Word for word, transcribe the data below from the line with "filename src/types.rs" to the line with "pub fn result(description: impl", keeping both of those lines.

- _The records_:
▼
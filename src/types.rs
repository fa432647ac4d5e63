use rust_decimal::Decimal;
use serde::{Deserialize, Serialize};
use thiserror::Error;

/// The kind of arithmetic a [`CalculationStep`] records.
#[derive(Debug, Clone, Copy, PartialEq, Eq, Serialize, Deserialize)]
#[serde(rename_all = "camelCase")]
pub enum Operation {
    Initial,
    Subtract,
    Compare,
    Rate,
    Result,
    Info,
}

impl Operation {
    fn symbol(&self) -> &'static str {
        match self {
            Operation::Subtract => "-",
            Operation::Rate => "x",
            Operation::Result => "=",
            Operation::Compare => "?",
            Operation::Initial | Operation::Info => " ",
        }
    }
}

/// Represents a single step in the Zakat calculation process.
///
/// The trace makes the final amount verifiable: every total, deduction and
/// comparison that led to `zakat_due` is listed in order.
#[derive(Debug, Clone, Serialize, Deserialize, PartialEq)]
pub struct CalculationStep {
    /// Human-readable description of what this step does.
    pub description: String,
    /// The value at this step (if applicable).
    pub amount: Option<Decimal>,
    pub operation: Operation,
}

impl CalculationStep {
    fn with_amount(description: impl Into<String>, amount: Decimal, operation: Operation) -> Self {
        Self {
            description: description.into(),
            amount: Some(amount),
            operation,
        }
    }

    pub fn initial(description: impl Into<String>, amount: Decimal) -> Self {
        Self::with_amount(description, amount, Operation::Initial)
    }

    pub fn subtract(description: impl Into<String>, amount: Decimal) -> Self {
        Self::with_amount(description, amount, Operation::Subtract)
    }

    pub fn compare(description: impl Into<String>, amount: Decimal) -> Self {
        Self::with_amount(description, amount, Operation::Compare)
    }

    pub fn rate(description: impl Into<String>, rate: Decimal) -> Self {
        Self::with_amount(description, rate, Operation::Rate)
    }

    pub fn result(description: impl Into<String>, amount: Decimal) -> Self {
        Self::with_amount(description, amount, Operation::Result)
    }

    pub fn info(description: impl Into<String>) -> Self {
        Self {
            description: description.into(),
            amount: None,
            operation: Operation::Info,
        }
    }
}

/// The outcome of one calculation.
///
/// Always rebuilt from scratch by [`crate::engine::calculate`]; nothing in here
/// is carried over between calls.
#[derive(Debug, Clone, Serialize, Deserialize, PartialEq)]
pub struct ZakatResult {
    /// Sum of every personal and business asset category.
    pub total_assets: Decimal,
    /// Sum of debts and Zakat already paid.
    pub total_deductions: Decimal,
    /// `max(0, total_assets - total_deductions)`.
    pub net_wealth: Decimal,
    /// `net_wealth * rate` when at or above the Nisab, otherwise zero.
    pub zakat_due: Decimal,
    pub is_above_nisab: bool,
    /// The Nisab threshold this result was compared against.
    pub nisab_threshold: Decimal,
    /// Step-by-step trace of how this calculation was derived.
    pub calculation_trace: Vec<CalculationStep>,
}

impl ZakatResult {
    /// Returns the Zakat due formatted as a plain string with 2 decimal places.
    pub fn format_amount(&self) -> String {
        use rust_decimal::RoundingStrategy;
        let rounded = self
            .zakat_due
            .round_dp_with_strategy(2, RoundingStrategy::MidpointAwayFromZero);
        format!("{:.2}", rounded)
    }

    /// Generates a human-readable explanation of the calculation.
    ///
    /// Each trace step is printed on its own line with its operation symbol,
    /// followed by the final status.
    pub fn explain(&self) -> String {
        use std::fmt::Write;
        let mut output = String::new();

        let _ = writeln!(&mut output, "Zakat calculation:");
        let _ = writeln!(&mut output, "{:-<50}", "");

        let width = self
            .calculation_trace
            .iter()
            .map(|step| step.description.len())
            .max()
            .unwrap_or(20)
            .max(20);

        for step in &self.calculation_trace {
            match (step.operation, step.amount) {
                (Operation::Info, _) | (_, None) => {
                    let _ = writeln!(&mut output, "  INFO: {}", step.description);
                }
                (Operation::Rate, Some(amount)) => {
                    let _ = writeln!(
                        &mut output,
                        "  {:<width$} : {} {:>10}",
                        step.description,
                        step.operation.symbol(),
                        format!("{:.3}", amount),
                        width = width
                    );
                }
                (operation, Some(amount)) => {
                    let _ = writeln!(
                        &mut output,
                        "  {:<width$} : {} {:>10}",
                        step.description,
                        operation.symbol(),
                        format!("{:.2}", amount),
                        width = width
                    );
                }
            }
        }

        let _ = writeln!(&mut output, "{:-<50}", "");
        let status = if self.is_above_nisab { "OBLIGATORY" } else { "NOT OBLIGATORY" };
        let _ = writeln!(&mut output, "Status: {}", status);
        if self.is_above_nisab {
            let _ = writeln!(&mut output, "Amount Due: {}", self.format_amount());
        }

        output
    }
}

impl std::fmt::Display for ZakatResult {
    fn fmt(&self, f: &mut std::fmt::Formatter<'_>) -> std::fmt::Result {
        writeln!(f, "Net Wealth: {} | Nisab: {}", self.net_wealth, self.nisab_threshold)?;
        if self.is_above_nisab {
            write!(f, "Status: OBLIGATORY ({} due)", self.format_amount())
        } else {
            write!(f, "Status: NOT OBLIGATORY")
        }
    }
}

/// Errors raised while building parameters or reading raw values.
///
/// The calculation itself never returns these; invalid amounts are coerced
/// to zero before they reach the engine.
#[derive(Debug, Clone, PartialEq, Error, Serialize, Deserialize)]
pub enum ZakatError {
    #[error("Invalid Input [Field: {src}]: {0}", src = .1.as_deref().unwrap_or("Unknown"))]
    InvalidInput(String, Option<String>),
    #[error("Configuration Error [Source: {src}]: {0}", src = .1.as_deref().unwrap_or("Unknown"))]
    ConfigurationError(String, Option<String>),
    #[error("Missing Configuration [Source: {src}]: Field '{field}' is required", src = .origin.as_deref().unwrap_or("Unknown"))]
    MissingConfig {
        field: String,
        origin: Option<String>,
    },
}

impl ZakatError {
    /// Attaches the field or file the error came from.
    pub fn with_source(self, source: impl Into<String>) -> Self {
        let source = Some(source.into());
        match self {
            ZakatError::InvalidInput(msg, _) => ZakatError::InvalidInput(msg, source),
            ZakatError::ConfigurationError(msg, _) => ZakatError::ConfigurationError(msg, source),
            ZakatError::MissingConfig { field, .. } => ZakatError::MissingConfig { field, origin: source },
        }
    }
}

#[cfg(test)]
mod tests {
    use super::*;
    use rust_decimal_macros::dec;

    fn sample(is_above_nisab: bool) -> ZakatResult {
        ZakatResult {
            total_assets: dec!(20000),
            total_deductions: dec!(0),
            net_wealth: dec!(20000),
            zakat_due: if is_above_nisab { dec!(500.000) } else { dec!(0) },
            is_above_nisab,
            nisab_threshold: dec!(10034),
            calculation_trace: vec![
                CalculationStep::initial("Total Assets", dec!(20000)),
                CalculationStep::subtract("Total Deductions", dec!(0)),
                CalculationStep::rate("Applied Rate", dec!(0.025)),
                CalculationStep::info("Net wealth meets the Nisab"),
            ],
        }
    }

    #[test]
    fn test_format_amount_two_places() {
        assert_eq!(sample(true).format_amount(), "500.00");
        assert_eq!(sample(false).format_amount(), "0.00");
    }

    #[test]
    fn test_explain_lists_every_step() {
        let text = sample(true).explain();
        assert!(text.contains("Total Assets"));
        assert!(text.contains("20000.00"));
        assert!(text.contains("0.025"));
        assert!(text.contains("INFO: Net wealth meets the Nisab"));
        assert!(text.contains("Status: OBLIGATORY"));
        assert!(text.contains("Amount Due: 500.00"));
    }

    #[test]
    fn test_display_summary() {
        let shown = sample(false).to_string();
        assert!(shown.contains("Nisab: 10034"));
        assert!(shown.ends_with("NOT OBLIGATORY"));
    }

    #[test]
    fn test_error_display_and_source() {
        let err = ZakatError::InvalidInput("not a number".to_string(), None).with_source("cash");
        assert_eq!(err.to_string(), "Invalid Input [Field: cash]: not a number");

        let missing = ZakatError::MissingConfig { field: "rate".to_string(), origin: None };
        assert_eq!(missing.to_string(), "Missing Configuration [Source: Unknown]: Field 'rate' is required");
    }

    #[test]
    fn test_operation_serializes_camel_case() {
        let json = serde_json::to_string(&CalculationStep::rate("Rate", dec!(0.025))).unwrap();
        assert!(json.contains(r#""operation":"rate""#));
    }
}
▲
▼
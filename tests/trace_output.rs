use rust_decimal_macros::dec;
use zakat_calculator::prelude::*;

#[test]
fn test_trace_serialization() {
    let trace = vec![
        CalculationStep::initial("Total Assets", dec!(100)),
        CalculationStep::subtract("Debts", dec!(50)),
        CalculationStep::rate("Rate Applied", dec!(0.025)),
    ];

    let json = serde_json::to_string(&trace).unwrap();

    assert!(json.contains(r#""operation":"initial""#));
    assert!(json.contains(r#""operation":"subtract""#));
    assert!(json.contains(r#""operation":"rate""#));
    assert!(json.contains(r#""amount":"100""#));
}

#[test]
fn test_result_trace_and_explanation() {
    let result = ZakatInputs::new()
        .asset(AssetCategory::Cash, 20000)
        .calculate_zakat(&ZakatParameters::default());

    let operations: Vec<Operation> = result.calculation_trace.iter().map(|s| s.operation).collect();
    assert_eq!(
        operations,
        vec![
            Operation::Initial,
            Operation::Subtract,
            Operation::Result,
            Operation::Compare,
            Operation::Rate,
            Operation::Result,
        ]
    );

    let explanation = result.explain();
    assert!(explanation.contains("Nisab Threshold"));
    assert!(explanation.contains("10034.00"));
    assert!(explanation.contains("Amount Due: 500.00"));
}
▲
▼
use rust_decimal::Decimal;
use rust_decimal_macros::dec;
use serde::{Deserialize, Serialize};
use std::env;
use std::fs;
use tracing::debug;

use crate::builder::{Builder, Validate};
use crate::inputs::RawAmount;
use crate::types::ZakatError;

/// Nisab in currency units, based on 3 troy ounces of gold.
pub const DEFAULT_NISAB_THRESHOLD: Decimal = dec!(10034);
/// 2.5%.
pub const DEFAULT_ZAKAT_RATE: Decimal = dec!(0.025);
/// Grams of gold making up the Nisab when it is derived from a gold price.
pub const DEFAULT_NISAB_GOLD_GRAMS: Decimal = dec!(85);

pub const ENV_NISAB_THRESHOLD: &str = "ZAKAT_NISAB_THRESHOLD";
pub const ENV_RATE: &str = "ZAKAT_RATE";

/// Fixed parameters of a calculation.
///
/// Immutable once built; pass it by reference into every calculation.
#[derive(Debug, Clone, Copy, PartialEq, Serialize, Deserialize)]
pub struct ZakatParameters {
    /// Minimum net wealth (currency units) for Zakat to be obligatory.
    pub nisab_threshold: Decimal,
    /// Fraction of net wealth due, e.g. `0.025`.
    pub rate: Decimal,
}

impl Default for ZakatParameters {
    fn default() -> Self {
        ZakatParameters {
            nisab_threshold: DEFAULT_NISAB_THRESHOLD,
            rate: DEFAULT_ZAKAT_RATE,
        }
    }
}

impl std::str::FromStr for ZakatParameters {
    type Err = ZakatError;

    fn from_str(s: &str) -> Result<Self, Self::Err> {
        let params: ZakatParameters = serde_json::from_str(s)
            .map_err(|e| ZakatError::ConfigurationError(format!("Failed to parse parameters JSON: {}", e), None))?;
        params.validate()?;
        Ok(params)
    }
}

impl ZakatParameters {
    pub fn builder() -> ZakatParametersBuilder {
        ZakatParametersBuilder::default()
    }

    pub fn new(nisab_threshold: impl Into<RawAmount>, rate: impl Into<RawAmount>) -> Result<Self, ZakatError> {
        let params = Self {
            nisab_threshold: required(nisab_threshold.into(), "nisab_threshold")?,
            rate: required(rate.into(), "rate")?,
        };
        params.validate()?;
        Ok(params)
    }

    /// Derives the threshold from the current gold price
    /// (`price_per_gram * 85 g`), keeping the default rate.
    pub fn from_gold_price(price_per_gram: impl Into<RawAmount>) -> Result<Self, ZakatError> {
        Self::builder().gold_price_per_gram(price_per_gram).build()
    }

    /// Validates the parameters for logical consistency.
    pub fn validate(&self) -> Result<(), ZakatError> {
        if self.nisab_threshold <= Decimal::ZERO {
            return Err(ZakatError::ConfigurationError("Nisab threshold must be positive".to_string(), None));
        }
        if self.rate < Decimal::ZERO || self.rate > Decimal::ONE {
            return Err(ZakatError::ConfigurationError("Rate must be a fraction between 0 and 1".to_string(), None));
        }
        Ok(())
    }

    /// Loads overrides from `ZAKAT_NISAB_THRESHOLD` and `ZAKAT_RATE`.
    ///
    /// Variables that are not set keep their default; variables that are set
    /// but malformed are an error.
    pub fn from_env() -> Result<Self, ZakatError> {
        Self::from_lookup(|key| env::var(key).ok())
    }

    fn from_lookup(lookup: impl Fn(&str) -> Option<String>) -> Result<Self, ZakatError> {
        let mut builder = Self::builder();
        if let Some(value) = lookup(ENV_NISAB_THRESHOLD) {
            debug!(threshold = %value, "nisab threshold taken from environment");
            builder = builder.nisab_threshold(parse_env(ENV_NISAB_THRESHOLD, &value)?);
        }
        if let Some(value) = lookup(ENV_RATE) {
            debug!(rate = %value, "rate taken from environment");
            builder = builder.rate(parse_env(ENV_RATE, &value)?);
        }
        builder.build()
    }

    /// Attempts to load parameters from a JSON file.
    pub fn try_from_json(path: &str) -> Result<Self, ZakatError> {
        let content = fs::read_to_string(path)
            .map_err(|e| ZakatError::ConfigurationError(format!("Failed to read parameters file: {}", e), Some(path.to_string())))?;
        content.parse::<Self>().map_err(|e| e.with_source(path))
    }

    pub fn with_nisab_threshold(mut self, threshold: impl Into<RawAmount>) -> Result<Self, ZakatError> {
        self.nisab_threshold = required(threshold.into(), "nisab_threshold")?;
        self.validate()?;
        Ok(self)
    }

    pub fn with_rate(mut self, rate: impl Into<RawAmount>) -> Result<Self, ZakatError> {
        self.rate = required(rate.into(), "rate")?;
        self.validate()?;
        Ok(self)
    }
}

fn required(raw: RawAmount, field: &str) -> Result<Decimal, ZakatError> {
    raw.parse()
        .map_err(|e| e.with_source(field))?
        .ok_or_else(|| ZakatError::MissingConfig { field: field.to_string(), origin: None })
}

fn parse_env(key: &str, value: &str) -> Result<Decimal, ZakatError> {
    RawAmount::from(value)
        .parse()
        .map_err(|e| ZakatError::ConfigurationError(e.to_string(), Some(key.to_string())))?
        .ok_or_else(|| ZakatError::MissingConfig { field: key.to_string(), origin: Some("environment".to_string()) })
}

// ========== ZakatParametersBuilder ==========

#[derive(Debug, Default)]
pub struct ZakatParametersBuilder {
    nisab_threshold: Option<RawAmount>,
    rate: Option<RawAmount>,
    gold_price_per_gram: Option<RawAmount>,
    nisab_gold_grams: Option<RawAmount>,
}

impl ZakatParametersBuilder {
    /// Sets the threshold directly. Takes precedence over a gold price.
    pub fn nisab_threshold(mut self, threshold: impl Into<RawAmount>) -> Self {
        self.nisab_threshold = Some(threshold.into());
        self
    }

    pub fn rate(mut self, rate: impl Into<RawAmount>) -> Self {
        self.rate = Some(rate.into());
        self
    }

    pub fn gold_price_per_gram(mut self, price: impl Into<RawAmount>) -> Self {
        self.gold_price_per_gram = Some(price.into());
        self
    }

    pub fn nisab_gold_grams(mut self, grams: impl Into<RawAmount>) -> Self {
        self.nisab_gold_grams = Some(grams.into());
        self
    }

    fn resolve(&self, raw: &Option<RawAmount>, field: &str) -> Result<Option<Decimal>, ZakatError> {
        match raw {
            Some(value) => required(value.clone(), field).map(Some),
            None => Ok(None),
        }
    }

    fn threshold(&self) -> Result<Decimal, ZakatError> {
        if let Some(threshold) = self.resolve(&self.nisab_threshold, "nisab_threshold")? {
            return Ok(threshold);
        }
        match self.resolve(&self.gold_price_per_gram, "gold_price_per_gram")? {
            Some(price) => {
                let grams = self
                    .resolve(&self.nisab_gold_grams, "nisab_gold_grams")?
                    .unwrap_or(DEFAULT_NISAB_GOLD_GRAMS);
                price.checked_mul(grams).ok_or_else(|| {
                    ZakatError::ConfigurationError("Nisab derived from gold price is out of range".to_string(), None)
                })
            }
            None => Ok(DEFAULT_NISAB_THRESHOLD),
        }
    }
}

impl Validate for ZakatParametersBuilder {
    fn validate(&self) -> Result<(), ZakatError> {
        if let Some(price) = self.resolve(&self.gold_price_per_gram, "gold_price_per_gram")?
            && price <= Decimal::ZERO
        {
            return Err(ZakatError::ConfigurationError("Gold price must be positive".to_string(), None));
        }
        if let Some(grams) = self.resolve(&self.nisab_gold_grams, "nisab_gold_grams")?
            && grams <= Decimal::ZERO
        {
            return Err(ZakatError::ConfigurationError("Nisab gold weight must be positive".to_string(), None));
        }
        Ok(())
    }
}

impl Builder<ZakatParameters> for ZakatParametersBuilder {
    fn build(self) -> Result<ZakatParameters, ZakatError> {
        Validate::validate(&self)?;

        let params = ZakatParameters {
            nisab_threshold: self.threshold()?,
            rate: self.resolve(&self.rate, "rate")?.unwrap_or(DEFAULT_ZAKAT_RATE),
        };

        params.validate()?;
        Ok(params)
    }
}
▲
- _Answer to the exercise_:
filename src/types.rs
repository fa432647ac4d5e63
use rust_decimal::Decimal;
use serde::{Deserialize, Serialize};
use thiserror::Error;

/// The kind of arithmetic a [`CalculationStep`] records.
#[derive(Debug, Clone, Copy, PartialEq, Eq, Serialize, Deserialize)]
#[serde(rename_all = "camelCase")]
pub enum Operation {
    Initial,
    Subtract,
    Compare,
    Rate,
    Result,
    Info,
}

impl Operation {
    fn symbol(&self) -> &'static str {
        match self {
            Operation::Subtract => "-",
            Operation::Rate => "x",
            Operation::Result => "=",
            Operation::Compare => "?",
            Operation::Initial | Operation::Info => " ",
        }
    }
}

/// Represents a single step in the Zakat calculation process.
///
/// The trace makes the final amount verifiable: every total, deduction and
/// comparison that led to `zakat_due` is listed in order.
#[derive(Debug, Clone, Serialize, Deserialize, PartialEq)]
pub struct CalculationStep {
    /// Human-readable description of what this step does.
    pub description: String,
    /// The value at this step (if applicable).
    pub amount: Option<Decimal>,
    pub operation: Operation,
}

impl CalculationStep {
    fn with_amount(description: impl Into<String>, amount: Decimal, operation: Operation) -> Self {
        Self {
            description: description.into(),
            amount: Some(amount),
            operation,
        }
    }

    pub fn initial(description: impl Into<String>, amount: Decimal) -> Self {
        Self::with_amount(description, amount, Operation::Initial)
    }

    pub fn subtract(description: impl Into<String>, amount: Decimal) -> Self {
        Self::with_amount(description, amount, Operation::Subtract)
    }

    pub fn compare(description: impl Into<String>, amount: Decimal) -> Self {
        Self::with_amount(description, amount, Operation::Compare)
    }

    pub fn rate(description: impl Into<String>, rate: Decimal) -> Self {
        Self::with_amount(description, rate, Operation::Rate)
    }

    pub fn result(description: impl Into<String>, amount: Decimal) -> Self {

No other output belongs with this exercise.